:: Problem statement ::
Copy each line of the entries that includes the word "CreatedAt".

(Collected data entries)

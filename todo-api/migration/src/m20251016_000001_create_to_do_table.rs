use sea_orm_migration::{prelude::*, schema::*};

#[derive(DeriveMigrationName)]
pub struct Migration;

#[derive(DeriveIden)]
enum ToDo {
    Table,
    Id,
    Name,
    Description,
    Status,
    CreatedAt,
}

const IDX_TO_DO_STATUS: &str = "idx-to_do-status";

#[async_trait::async_trait]
impl MigrationTrait for Migration {
    async fn up(&self, manager: &SchemaManager) -> Result<(), DbErr> {
        manager
            .create_table(
                Table::create()
                    .table(ToDo::Table)
                    .if_not_exists()
                    .col(pk_auto(ToDo::Id))
                    .col(string(ToDo::Name))
                    .col(string(ToDo::Description))
                    .col(boolean(ToDo::Status).default(false))
                    .col(date_time(ToDo::CreatedAt))
                    .to_owned(),
            )
            .await?;

        // Listing filtered by status is the only non-key lookup.
        manager
            .create_index(
                Index::create()
                    .name(IDX_TO_DO_STATUS)
                    .table(ToDo::Table)
                    .col(ToDo::Status)
                    .to_owned(),
            )
            .await
    }

    async fn down(&self, manager: &SchemaManager) -> Result<(), DbErr> {
        manager
            .drop_table(Table::drop().table(ToDo::Table).to_owned())
            .await
    }
}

:: Output for this exercise ::
    CreatedAt,
                    .col(date_time(ToDo::CreatedAt))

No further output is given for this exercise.